BEGIN

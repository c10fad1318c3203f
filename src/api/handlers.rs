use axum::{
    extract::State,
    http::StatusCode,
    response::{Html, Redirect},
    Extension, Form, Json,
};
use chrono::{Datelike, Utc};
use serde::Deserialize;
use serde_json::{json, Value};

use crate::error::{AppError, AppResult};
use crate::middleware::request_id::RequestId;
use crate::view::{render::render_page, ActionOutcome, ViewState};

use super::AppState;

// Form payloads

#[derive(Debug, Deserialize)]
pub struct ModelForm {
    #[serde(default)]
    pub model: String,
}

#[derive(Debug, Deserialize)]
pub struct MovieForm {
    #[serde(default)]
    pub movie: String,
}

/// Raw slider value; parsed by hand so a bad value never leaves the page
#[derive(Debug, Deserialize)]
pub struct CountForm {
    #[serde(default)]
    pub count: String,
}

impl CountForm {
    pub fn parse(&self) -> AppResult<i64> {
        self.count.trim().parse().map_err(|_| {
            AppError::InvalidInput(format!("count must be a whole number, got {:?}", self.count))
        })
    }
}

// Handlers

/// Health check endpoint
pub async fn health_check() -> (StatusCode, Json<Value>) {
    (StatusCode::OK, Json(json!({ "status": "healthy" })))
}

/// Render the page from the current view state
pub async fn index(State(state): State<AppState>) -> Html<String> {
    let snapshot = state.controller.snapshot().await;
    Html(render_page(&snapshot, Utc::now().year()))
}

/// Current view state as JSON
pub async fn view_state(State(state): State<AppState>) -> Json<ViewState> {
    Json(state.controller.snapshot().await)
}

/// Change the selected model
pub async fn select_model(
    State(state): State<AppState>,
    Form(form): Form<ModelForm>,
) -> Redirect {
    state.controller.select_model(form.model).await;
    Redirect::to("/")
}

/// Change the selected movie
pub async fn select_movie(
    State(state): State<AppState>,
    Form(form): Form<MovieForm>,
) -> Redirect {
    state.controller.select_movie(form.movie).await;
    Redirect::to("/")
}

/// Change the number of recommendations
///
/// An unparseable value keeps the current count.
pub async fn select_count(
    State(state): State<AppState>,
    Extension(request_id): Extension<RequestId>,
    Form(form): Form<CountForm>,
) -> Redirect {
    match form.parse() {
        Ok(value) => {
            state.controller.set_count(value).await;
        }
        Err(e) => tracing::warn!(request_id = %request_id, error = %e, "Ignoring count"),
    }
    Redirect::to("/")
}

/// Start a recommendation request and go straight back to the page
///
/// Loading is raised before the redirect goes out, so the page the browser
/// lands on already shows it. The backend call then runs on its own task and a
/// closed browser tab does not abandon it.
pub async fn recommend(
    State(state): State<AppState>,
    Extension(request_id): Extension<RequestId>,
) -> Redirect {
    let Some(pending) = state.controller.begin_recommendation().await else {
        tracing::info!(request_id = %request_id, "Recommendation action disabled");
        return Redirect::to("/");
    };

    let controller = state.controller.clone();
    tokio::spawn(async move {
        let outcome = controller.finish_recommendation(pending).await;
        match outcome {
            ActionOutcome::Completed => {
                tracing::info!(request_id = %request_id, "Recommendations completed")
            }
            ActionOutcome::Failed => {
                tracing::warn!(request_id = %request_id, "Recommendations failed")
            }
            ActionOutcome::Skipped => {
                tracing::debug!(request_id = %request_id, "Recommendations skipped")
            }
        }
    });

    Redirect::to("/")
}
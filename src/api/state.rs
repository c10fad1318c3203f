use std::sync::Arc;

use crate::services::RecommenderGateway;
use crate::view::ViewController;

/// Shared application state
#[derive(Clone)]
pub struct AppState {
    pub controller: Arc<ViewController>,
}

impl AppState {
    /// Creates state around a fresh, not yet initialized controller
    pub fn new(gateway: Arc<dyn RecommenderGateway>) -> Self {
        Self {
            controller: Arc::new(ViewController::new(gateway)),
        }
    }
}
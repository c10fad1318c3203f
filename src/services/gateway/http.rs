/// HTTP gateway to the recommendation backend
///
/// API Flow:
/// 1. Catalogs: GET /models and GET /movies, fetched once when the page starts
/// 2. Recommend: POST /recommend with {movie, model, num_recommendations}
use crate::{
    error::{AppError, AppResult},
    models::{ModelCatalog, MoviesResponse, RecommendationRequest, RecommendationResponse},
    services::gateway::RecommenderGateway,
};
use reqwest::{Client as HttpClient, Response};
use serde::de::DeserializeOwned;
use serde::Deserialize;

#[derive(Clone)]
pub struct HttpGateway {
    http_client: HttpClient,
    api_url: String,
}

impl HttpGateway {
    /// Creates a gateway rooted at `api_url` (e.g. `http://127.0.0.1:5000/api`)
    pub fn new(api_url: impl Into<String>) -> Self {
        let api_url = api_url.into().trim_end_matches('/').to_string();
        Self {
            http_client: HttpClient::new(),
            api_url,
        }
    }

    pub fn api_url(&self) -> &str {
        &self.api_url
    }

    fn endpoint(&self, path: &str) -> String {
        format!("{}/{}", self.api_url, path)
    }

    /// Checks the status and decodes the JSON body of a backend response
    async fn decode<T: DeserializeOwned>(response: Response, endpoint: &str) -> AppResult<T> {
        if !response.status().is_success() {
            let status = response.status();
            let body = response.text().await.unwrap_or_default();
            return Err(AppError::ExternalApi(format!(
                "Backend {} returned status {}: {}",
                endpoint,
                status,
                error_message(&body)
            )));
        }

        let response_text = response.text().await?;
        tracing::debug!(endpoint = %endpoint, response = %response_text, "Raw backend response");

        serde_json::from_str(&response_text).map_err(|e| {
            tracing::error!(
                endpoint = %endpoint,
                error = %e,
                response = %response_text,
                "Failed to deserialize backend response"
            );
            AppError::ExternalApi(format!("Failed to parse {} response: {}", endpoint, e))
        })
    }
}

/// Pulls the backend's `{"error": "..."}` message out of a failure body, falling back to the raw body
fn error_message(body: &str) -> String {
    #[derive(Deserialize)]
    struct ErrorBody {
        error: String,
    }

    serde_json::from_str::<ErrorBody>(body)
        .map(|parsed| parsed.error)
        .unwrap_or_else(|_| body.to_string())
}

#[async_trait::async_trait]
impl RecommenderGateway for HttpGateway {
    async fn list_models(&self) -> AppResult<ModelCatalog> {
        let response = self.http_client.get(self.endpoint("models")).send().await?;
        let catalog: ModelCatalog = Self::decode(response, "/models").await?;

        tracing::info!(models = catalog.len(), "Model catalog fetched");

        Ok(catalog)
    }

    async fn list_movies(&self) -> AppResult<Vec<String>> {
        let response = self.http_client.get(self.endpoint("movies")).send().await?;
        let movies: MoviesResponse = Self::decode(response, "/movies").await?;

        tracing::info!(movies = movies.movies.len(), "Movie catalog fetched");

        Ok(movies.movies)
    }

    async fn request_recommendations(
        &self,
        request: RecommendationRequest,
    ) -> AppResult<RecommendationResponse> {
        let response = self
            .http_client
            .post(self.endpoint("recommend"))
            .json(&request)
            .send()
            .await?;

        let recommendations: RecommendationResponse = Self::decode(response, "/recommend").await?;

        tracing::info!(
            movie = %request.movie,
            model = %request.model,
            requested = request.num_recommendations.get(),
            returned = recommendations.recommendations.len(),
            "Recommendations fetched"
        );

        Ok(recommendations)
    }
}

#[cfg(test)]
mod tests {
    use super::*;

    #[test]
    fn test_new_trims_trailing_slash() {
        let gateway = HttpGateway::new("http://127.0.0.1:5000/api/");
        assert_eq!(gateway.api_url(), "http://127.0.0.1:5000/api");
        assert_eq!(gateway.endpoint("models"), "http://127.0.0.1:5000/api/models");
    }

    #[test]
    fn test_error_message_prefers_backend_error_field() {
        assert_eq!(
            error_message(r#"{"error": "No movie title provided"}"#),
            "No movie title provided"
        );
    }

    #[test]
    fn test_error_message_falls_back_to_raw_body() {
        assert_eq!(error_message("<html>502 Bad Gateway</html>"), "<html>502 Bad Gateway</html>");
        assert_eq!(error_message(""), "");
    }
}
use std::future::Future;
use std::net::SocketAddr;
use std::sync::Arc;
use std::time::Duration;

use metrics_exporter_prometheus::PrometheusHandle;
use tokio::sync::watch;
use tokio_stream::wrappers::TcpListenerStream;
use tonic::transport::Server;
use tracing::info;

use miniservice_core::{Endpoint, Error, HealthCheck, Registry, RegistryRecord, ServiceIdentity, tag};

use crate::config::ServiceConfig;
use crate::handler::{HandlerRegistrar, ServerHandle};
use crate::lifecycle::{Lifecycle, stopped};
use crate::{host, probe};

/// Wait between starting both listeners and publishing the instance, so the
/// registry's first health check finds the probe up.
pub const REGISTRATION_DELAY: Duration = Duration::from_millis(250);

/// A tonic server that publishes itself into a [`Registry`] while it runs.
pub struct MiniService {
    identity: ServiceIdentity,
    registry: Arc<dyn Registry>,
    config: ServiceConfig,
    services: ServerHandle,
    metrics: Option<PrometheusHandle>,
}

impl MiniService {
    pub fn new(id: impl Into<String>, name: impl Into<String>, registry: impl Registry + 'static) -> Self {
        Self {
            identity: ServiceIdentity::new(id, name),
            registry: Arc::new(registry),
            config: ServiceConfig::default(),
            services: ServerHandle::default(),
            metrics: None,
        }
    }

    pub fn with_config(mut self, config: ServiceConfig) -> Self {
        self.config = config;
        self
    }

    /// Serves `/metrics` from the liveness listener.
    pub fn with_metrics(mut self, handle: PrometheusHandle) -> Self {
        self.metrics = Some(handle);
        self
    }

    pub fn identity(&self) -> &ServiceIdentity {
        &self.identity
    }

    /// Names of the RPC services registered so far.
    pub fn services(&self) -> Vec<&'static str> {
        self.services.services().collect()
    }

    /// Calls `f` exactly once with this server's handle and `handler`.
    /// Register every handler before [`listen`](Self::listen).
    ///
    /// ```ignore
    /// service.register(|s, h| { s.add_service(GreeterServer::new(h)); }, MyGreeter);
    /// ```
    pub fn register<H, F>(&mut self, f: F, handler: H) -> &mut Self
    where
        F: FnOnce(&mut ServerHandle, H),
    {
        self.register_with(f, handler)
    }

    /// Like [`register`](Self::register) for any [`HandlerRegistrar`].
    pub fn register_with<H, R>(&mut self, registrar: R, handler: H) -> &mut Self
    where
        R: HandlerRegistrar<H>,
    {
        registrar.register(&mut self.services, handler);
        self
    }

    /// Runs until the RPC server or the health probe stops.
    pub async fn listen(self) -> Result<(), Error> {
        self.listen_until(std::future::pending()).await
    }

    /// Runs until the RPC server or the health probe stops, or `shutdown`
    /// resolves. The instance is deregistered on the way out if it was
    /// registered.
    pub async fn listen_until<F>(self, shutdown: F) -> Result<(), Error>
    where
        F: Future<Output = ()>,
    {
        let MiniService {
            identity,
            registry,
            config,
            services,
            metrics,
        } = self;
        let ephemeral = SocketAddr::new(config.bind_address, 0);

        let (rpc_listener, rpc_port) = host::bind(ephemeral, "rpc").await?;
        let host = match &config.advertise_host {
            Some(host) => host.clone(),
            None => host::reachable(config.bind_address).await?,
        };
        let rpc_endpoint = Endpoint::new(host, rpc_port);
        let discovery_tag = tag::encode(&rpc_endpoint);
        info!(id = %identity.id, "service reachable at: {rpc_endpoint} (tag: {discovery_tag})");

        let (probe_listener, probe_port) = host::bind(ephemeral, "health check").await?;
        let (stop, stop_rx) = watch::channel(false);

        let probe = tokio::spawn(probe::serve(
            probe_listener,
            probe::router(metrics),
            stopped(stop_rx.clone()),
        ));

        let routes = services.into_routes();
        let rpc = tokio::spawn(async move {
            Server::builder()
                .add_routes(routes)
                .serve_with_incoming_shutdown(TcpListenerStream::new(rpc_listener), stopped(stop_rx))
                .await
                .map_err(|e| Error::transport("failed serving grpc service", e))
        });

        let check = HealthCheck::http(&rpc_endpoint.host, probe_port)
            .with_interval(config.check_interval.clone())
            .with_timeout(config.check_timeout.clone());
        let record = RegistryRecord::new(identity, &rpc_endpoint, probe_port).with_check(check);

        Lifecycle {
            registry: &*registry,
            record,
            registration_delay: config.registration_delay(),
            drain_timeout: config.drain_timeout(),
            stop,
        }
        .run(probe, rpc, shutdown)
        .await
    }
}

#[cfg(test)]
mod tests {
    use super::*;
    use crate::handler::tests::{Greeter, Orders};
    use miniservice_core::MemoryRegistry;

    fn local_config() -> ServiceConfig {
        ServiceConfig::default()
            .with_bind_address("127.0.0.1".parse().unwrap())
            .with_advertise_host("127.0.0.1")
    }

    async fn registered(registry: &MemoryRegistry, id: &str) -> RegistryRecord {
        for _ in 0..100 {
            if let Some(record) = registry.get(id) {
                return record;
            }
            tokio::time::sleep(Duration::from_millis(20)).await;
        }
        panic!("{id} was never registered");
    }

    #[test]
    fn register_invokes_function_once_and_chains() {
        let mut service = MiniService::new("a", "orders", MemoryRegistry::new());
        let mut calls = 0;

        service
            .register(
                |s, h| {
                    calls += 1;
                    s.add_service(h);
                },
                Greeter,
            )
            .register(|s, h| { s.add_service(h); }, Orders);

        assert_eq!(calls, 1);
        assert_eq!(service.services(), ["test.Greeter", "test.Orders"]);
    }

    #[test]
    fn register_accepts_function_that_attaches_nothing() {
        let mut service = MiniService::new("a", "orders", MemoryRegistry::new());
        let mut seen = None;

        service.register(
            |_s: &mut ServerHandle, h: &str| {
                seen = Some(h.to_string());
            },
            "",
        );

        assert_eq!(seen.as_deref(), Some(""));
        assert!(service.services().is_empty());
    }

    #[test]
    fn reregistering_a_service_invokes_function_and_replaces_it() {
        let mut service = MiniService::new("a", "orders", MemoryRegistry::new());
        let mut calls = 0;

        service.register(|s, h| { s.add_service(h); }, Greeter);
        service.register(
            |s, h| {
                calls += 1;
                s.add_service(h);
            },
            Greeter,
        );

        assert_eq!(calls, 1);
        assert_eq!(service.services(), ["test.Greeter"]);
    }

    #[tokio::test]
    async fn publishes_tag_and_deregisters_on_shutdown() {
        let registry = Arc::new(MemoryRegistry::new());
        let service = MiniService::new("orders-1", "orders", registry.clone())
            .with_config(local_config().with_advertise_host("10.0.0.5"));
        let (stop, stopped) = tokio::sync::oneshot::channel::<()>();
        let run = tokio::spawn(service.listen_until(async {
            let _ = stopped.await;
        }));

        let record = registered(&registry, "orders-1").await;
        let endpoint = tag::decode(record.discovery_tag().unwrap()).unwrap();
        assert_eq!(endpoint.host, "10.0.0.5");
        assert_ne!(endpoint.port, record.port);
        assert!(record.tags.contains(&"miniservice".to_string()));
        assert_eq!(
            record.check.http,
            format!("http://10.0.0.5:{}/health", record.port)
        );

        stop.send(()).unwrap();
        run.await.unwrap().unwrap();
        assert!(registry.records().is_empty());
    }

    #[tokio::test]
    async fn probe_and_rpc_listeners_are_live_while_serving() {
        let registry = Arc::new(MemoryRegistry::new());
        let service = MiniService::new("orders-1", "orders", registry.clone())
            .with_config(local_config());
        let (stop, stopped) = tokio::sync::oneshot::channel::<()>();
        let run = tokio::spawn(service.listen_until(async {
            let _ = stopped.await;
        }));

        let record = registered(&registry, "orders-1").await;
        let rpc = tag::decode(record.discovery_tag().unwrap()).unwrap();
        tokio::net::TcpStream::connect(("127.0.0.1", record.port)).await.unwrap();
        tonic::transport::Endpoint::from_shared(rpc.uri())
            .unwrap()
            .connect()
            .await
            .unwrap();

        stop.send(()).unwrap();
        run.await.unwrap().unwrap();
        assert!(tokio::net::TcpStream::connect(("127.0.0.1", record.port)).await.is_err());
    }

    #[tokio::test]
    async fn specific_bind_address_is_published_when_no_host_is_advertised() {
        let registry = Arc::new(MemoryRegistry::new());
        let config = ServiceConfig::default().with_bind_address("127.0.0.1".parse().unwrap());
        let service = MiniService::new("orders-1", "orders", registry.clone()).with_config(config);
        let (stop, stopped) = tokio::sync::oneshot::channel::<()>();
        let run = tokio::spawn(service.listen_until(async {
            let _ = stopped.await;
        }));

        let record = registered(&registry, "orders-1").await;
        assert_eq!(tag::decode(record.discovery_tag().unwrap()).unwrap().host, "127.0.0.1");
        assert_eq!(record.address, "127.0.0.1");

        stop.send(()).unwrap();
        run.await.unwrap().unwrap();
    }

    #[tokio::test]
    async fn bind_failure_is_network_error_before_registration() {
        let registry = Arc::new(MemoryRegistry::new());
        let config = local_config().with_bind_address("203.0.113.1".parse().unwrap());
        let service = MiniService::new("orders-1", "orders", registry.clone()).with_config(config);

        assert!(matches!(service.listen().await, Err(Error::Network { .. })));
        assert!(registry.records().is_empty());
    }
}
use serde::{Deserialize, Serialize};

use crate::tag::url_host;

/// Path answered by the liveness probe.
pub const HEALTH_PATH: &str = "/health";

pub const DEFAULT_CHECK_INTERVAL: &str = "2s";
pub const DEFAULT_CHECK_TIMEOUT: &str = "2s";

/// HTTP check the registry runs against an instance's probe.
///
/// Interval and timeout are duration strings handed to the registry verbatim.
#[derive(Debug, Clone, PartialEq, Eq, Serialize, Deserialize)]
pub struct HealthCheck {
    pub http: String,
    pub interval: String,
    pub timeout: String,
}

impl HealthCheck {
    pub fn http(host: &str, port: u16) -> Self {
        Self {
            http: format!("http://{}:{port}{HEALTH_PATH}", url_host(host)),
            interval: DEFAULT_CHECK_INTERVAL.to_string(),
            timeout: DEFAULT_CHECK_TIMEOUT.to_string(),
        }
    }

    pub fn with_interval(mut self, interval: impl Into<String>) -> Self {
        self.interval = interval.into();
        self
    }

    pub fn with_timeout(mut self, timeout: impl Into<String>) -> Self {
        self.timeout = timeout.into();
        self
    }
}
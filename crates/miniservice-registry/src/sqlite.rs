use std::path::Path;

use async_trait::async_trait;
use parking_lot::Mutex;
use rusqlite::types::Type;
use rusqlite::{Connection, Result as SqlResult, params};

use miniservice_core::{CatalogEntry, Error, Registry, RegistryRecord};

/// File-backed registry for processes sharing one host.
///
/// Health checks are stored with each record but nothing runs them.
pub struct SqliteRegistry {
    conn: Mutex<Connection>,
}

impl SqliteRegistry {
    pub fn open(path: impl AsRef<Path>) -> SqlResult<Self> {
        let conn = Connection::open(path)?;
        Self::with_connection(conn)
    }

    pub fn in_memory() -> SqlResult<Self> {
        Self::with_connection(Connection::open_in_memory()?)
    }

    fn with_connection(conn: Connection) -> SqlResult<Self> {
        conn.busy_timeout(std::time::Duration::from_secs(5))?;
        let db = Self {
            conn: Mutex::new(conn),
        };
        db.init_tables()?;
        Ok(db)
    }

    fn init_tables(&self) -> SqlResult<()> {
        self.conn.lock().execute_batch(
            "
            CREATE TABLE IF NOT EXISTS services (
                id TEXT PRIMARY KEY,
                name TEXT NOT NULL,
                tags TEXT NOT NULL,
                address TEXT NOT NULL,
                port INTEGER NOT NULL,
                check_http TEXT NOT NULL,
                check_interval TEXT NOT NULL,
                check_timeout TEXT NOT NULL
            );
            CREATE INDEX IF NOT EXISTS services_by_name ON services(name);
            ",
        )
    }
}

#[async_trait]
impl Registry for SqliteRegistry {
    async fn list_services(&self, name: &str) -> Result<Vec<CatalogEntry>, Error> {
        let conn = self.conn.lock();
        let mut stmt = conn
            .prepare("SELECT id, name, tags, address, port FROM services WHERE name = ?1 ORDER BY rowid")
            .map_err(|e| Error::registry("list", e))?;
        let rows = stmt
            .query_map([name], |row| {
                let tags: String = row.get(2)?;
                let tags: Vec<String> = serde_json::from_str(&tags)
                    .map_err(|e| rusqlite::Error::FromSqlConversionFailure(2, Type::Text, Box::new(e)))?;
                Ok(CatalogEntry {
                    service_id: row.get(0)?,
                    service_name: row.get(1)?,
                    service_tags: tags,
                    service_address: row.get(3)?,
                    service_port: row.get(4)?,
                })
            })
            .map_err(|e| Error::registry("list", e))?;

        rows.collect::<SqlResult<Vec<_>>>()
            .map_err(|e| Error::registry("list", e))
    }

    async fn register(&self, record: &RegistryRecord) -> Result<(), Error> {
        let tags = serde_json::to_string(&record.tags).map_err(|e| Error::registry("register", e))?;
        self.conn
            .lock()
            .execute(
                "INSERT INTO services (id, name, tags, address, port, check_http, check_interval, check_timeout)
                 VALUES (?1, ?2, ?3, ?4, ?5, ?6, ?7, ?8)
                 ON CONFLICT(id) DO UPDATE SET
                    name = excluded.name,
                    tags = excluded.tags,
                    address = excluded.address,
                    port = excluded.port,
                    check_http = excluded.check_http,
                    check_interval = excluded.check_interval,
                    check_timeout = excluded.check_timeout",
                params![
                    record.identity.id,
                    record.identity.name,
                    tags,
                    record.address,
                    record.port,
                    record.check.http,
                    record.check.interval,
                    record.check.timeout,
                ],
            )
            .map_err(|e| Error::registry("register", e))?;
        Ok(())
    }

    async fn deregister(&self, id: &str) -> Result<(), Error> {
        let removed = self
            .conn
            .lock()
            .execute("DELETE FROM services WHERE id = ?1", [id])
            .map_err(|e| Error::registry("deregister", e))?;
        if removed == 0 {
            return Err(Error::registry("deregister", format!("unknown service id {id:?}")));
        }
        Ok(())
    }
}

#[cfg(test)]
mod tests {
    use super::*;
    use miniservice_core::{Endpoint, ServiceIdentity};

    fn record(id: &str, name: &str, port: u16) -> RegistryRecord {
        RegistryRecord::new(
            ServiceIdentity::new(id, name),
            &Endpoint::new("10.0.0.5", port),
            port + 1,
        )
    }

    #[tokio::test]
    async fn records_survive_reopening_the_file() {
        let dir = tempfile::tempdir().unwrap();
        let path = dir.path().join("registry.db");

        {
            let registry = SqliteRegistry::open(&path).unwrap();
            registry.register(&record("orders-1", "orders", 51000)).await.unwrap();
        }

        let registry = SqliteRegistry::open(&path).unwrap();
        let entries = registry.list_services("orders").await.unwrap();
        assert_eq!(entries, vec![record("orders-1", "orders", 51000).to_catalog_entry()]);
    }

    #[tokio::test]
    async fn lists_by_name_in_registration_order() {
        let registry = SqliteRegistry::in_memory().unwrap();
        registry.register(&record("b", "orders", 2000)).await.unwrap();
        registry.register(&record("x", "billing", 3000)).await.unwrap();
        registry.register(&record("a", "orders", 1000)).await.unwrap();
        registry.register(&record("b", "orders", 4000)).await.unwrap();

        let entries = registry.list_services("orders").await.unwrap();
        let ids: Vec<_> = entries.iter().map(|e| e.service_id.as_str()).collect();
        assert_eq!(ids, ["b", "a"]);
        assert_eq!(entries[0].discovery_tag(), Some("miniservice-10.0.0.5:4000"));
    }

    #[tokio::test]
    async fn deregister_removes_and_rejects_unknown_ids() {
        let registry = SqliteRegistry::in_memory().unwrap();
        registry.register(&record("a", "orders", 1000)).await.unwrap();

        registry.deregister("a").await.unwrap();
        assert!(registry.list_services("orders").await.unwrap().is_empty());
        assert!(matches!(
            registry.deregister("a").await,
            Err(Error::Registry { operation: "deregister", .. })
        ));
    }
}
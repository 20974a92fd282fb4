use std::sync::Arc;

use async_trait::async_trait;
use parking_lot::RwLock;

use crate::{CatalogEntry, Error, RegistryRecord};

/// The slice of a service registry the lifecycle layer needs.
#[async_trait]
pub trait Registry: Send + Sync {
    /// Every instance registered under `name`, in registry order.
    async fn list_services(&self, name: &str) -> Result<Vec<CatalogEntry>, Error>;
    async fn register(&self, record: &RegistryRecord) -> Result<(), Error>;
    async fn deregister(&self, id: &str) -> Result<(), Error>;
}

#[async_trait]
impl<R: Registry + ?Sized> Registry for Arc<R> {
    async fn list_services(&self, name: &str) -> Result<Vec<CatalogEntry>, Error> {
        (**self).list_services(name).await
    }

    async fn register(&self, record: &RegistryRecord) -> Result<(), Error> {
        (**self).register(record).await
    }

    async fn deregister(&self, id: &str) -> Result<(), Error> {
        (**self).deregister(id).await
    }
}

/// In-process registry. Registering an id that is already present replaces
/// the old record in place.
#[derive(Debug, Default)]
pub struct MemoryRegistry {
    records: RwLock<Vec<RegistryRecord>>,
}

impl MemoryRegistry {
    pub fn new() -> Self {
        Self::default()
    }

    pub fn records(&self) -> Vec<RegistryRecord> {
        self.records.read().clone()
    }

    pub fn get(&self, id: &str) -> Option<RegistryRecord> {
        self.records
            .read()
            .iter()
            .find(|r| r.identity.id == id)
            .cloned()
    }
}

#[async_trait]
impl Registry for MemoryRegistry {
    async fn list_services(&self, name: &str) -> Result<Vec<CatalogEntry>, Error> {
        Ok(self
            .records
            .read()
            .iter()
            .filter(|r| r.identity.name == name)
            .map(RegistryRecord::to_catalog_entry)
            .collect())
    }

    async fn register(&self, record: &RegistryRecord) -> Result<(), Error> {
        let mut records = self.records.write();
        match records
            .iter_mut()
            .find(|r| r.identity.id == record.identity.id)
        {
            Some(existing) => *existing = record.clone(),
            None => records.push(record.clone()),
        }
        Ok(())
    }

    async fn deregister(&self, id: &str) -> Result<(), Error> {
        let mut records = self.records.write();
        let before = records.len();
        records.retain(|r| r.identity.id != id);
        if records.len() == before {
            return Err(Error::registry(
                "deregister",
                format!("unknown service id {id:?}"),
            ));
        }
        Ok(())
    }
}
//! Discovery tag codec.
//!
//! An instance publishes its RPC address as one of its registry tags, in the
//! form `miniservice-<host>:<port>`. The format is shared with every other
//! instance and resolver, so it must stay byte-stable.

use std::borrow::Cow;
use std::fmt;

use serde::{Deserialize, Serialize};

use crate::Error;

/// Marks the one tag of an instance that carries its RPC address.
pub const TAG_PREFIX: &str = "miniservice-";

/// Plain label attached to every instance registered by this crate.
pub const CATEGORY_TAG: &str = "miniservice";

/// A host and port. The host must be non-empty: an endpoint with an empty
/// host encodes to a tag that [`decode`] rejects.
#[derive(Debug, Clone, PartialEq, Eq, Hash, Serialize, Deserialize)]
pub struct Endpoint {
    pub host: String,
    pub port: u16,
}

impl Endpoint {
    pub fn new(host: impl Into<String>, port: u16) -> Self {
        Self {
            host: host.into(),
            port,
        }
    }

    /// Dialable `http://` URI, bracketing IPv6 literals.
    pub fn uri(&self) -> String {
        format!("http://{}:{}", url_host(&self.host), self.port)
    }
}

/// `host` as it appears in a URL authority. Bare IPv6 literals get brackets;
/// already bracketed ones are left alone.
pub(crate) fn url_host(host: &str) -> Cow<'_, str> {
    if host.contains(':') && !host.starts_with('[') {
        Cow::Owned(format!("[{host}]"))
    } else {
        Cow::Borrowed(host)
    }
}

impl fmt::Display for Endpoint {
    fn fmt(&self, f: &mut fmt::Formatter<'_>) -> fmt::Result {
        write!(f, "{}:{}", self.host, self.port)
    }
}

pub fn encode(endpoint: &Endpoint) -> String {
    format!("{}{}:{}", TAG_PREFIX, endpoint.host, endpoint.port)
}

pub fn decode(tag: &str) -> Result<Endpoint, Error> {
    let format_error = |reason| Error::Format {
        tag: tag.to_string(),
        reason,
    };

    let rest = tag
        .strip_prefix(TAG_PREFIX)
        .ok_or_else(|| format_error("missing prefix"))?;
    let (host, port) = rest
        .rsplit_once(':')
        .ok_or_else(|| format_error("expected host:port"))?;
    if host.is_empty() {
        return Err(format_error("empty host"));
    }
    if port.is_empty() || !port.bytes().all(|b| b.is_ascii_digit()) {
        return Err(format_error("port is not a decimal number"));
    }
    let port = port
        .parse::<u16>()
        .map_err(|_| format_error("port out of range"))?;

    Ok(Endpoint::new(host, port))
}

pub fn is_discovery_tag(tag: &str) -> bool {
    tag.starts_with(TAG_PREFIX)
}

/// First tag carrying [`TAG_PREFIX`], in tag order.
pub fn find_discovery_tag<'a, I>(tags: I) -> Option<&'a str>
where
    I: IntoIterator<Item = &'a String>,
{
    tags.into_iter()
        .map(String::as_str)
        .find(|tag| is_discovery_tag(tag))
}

END

(Aim of the task)
Give only the lines from the one holding "#[async_trait::async_trait]" through the one holding "let movies: MoviesResponse", each restated exactly as it appears above.

(Answer section)
#[async_trait::async_trait]
impl RecommenderGateway for HttpGateway {
    async fn list_models(&self) -> AppResult<ModelCatalog> {
        let response = self.http_client.get(self.endpoint("models")).send().await?;
        let catalog: ModelCatalog = Self::decode(response, "/models").await?;

        tracing::info!(models = catalog.len(), "Model catalog fetched");

        Ok(catalog)
    }

    async fn list_movies(&self) -> AppResult<Vec<String>> {
        let response = self.http_client.get(self.endpoint("movies")).send().await?;
        let movies: MoviesResponse = Self::decode(response, "/movies").await?;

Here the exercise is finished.